Stored data entries>
//! Round-driven block lifecycle flows: boundary decisions, chained
//! headers, and seed behavior.

#[cfg(test)]
mod tests {
    use std::time::Duration;

    use ll_02_block_stream::BlockStreamConfig;
    use shared_crypto::sha384;
    use shared_types::{BlockItem, ZERO_HASH};

    use crate::fakes::{
        freeze_round, result_item, round, transaction_item, wait_until, FakeSigner, Harness,
    };

    fn every_round_config() -> BlockStreamConfig {
        BlockStreamConfig {
            rounds_per_block: 1,
            block_period: Duration::ZERO,
            serialization_batch_size: 4,
            ..Default::default()
        }
    }

    fn long_period_config() -> BlockStreamConfig {
        BlockStreamConfig {
            block_period: Duration::from_secs(3600),
            ..Default::default()
        }
    }

    #[tokio::test(flavor = "multi_thread", worker_threads = 4)]
    async fn test_headers_chain_across_blocks() {
        let h = Harness::new(every_round_config(), FakeSigner::manual(true));
        for n in 1..=3u64 {
            let r = round(n, 10 + n as i64);
            h.service.start_round(&r).await.unwrap();
            h.service.write_item(transaction_item(10 + n as i64, n as u8)).unwrap();
            h.service.write_item(result_item(10 + n as i64, n as u8)).unwrap();
            h.service
                .notify_state_hashed(n, sha384(&n.to_be_bytes()));
            assert!(h.service.end_round(&r).await.unwrap(), "round {n}");
        }
        // Open block 4 so the trailing window covers blocks 1 through 3.
        h.service.start_round(&round(4, 14)).await.unwrap();

        let mut previous = ZERO_HASH;
        for block in 1..=3u64 {
            let items = h.log.items_for(block);
            match &items[0] {
                BlockItem::Header(header) => {
                    assert_eq!(header.number, block);
                    assert_eq!(
                        header.previous_block_hash, previous,
                        "header of block {block}"
                    );
                }
                other => panic!("block {block} starts with {other:?}"),
            }
            previous = h.service.block_hash_by_number(block).unwrap();
        }
    }

    #[tokio::test(flavor = "multi_thread", worker_threads = 4)]
    async fn test_freeze_round_closes_despite_long_period() {
        let h = Harness::new(long_period_config(), FakeSigner::manual(true));
        let r = freeze_round(1, 10);
        h.service.start_round(&r).await.unwrap();
        h.service.notify_state_hashed(1, sha384(b"s1"));
        assert!(h.service.end_round(&r).await.unwrap());
    }

    #[tokio::test(flavor = "multi_thread", worker_threads = 4)]
    async fn test_unready_signer_holds_even_a_freeze_block() {
        let h = Harness::new(every_round_config(), FakeSigner::manual(false));
        let r1 = freeze_round(1, 10);
        h.service.start_round(&r1).await.unwrap();
        h.service.notify_state_hashed(1, sha384(b"s1"));
        assert!(!h.service.end_round(&r1).await.unwrap());

        // Once the signer comes back, the held freeze closes the block.
        h.signer.set_ready(true);
        let r2 = round(2, 11);
        h.service.start_round(&r2).await.unwrap();
        h.service.notify_state_hashed(2, sha384(b"s2"));
        assert!(h.service.end_round(&r2).await.unwrap());
    }

    #[tokio::test(flavor = "multi_thread", worker_threads = 4)]
    async fn test_period_measured_in_consensus_time() {
        let config = BlockStreamConfig {
            block_period: Duration::from_secs(2),
            ..Default::default()
        };
        let h = Harness::new(config, FakeSigner::manual(true));
        for (n, seconds, expect_close) in [(1u64, 10i64, false), (2, 11, false), (3, 13, true)] {
            let r = round(n, seconds);
            h.service.start_round(&r).await.unwrap();
            h.service
                .notify_state_hashed(n, sha384(&n.to_be_bytes()));
            assert_eq!(
                h.service.end_round(&r).await.unwrap(),
                expect_close,
                "round {n}"
            );
        }
    }

    #[tokio::test(flavor = "multi_thread", worker_threads = 4)]
    async fn test_seed_advances_with_each_result() {
        let h = Harness::new(long_period_config(), FakeSigner::manual(true));
        h.service.start_round(&round(1, 10)).await.unwrap();

        for payload in 0..3u8 {
            h.service.write_item(result_item(10, payload)).unwrap();
        }
        let first = h.service.prng_seed().await.unwrap();
        assert!(first.is_some());

        h.service.write_item(result_item(10, 3)).unwrap();
        let second = h.service.prng_seed().await.unwrap();
        assert!(second.is_some());
        assert_ne!(first, second);

        // Without a new result the window holds still.
        assert_eq!(h.service.prng_seed().await.unwrap(), second);
    }

    #[tokio::test(flavor = "multi_thread", worker_threads = 4)]
    async fn test_auto_signer_end_to_end() {
        let h = Harness::new(every_round_config(), FakeSigner::auto());
        let r = round(1, 10);
        h.service.start_round(&r).await.unwrap();
        h.service.write_item(transaction_item(10, 1)).unwrap();
        h.service.write_item(result_item(10, 1)).unwrap();
        h.service.notify_state_hashed(1, sha384(b"s1"));
        assert!(h.service.end_round(&r).await.unwrap());

        let log = h.log.clone();
        wait_until(move || log.closed_blocks() == vec![1]).await;

        let committed = h.store.committed();
        assert_eq!(committed.len(), 1);
        assert_eq!(committed[0].block_number, 1);
        assert_eq!(committed[0].software_version, crate::fakes::TEST_VERSION);

        let items = h.log.items_for(1);
        match items.last().unwrap() {
            BlockItem::BlockProof(proof) => {
                assert_eq!(proof.block, 1);
                assert!(proof.sibling_hashes.is_empty());
                assert!(proof.signature.starts_with(b"sig:"));
                assert_eq!(proof.previous_block_root_hash, ZERO_HASH);
            }
            other => panic!("block ends with {other:?}"),
        }
    }
}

What the exercise asks>
Write all the records out again. Nothing may differ from the original.

Written response>
//! Round-driven block lifecycle flows: boundary decisions, chained
//! headers, and seed behavior.

#[cfg(test)]
mod tests {
    use std::time::Duration;

    use ll_02_block_stream::BlockStreamConfig;
    use shared_crypto::sha384;
    use shared_types::{BlockItem, ZERO_HASH};

    use crate::fakes::{
        freeze_round, result_item, round, transaction_item, wait_until, FakeSigner, Harness,
    };

    fn every_round_config() -> BlockStreamConfig {
        BlockStreamConfig {
            rounds_per_block: 1,
            block_period: Duration::ZERO,
            serialization_batch_size: 4,
            ..Default::default()
        }
    }

    fn long_period_config() -> BlockStreamConfig {
        BlockStreamConfig {
            block_period: Duration::from_secs(3600),
            ..Default::default()
        }
    }

    #[tokio::test(flavor = "multi_thread", worker_threads = 4)]
    async fn test_headers_chain_across_blocks() {
        let h = Harness::new(every_round_config(), FakeSigner::manual(true));
        for n in 1..=3u64 {
            let r = round(n, 10 + n as i64);
            h.service.start_round(&r).await.unwrap();
            h.service.write_item(transaction_item(10 + n as i64, n as u8)).unwrap();
            h.service.write_item(result_item(10 + n as i64, n as u8)).unwrap();
            h.service
                .notify_state_hashed(n, sha384(&n.to_be_bytes()));
            assert!(h.service.end_round(&r).await.unwrap(), "round {n}");
        }
        // Open block 4 so the trailing window covers blocks 1 through 3.
        h.service.start_round(&round(4, 14)).await.unwrap();

        let mut previous = ZERO_HASH;
        for block in 1..=3u64 {
            let items = h.log.items_for(block);
            match &items[0] {
                BlockItem::Header(header) => {
                    assert_eq!(header.number, block);
                    assert_eq!(
                        header.previous_block_hash, previous,
                        "header of block {block}"
                    );
                }
                other => panic!("block {block} starts with {other:?}"),
            }
            previous = h.service.block_hash_by_number(block).unwrap();
        }
    }

    #[tokio::test(flavor = "multi_thread", worker_threads = 4)]
    async fn test_freeze_round_closes_despite_long_period() {
        let h = Harness::new(long_period_config(), FakeSigner::manual(true));
        let r = freeze_round(1, 10);
        h.service.start_round(&r).await.unwrap();
        h.service.notify_state_hashed(1, sha384(b"s1"));
        assert!(h.service.end_round(&r).await.unwrap());
    }

    #[tokio::test(flavor = "multi_thread", worker_threads = 4)]
    async fn test_unready_signer_holds_even_a_freeze_block() {
        let h = Harness::new(every_round_config(), FakeSigner::manual(false));
        let r1 = freeze_round(1, 10);
        h.service.start_round(&r1).await.unwrap();
        h.service.notify_state_hashed(1, sha384(b"s1"));
        assert!(!h.service.end_round(&r1).await.unwrap());

        // Once the signer comes back, the held freeze closes the block.
        h.signer.set_ready(true);
        let r2 = round(2, 11);
        h.service.start_round(&r2).await.unwrap();
        h.service.notify_state_hashed(2, sha384(b"s2"));
        assert!(h.service.end_round(&r2).await.unwrap());
    }

    #[tokio::test(flavor = "multi_thread", worker_threads = 4)]
    async fn test_period_measured_in_consensus_time() {
        let config = BlockStreamConfig {
            block_period: Duration::from_secs(2),
            ..Default::default()
        };
        let h = Harness::new(config, FakeSigner::manual(true));
        for (n, seconds, expect_close) in [(1u64, 10i64, false), (2, 11, false), (3, 13, true)] {
            let r = round(n, seconds);
            h.service.start_round(&r).await.unwrap();
            h.service
                .notify_state_hashed(n, sha384(&n.to_be_bytes()));
            assert_eq!(
                h.service.end_round(&r).await.unwrap(),
                expect_close,
                "round {n}"
            );
        }
    }

    #[tokio::test(flavor = "multi_thread", worker_threads = 4)]
    async fn test_seed_advances_with_each_result() {
        let h = Harness::new(long_period_config(), FakeSigner::manual(true));
        h.service.start_round(&round(1, 10)).await.unwrap();

        for payload in 0..3u8 {
            h.service.write_item(result_item(10, payload)).unwrap();
        }
        let first = h.service.prng_seed().await.unwrap();
        assert!(first.is_some());

        h.service.write_item(result_item(10, 3)).unwrap();
        let second = h.service.prng_seed().await.unwrap();
        assert!(second.is_some());
        assert_ne!(first, second);

        // Without a new result the window holds still.
        assert_eq!(h.service.prng_seed().await.unwrap(), second);
    }

    #[tokio::test(flavor = "multi_thread", worker_threads = 4)]
    async fn test_auto_signer_end_to_end() {
        let h = Harness::new(every_round_config(), FakeSigner::auto());
        let r = round(1, 10);
        h.service.start_round(&r).await.unwrap();
        h.service.write_item(transaction_item(10, 1)).unwrap();
        h.service.write_item(result_item(10, 1)).unwrap();
        h.service.notify_state_hashed(1, sha384(b"s1"));
        assert!(h.service.end_round(&r).await.unwrap());

        let log = h.log.clone();
        wait_until(move || log.closed_blocks() == vec![1]).await;

        let committed = h.store.committed();
        assert_eq!(committed.len(), 1);
        assert_eq!(committed[0].block_number, 1);
        assert_eq!(committed[0].software_version, crate::fakes::TEST_VERSION);

        let items = h.log.items_for(1);
        match items.last().unwrap() {
            BlockItem::BlockProof(proof) => {
                assert_eq!(proof.block, 1);
                assert!(proof.sibling_hashes.is_empty());
                assert!(proof.signature.starts_with(b"sig:"));
                assert_eq!(proof.previous_block_root_hash, ZERO_HASH);
            }
            other => panic!("block ends with {other:?}"),
        }
    }
}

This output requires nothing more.